Task to carry out = From the data that follows, copy every line holding the string "body".

━━ Available data

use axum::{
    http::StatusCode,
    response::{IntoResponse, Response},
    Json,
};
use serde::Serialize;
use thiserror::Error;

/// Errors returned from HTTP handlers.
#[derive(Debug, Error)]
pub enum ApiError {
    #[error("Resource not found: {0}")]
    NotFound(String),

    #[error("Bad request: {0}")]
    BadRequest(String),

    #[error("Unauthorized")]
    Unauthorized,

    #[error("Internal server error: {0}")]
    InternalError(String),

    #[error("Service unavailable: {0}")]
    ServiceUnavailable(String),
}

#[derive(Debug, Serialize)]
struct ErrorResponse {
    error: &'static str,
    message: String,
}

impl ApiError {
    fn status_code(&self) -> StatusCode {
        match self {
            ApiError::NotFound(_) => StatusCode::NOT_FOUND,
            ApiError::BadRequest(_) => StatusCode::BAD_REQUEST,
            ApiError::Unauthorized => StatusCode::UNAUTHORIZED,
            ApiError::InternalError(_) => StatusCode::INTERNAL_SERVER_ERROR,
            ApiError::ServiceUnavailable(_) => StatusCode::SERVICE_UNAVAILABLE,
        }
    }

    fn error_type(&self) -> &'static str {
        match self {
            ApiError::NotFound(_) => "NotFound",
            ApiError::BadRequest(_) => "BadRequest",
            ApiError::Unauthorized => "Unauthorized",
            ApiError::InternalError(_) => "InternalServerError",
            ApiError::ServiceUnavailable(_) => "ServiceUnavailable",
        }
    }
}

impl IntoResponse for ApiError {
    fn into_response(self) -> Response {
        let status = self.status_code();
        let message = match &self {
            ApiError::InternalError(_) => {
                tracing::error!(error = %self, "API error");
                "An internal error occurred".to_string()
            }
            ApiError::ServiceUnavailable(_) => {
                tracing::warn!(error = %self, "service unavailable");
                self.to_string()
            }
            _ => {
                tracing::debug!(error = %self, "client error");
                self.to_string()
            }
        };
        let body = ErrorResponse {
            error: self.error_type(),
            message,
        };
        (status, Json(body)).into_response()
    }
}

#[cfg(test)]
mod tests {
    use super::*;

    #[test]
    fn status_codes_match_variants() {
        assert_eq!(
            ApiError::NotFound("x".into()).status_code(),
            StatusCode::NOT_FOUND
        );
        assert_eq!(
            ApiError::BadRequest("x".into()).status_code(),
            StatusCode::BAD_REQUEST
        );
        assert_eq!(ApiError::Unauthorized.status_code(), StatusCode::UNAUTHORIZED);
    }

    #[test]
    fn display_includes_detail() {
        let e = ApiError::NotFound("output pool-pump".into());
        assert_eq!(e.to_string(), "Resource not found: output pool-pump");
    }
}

━━━━

Finished exercise =
        let body = ErrorResponse {
        (status, Json(body)).into_response()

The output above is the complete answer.